_What the task requires:_ Look over the material below and count the lines that include "persistent". Give only the total.

○ ○ ○ ○ ○ ○ ○

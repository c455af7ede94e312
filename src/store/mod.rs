//! # Storage Engine Module
//!
//! - **`engine`**: common [`StorageEngine`] interface, built around
//!   [`crate::model::StorageEntry`] rather than raw strings so LWW and
//!   tombstone handling live in one place.
//! - **`memory`**: thread-safe in-memory engine (`RwLock<HashMap>`).
//! - **`persistent`**: sled-backed append-only log with an in-memory index,
//!   replayed on open.
//! - **`factory`**: picks a backend from [`crate::config::Config`].

pub mod engine;
pub mod factory;
pub mod memory;
pub mod persistent;

pub use engine::StorageEngine;
pub use factory::create_engine;
pub use memory::MemoryEngine;
pub use persistent::PersistentEngine;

○ ○ ○ ○ ○ ○ ○

_Response to the task:_ 3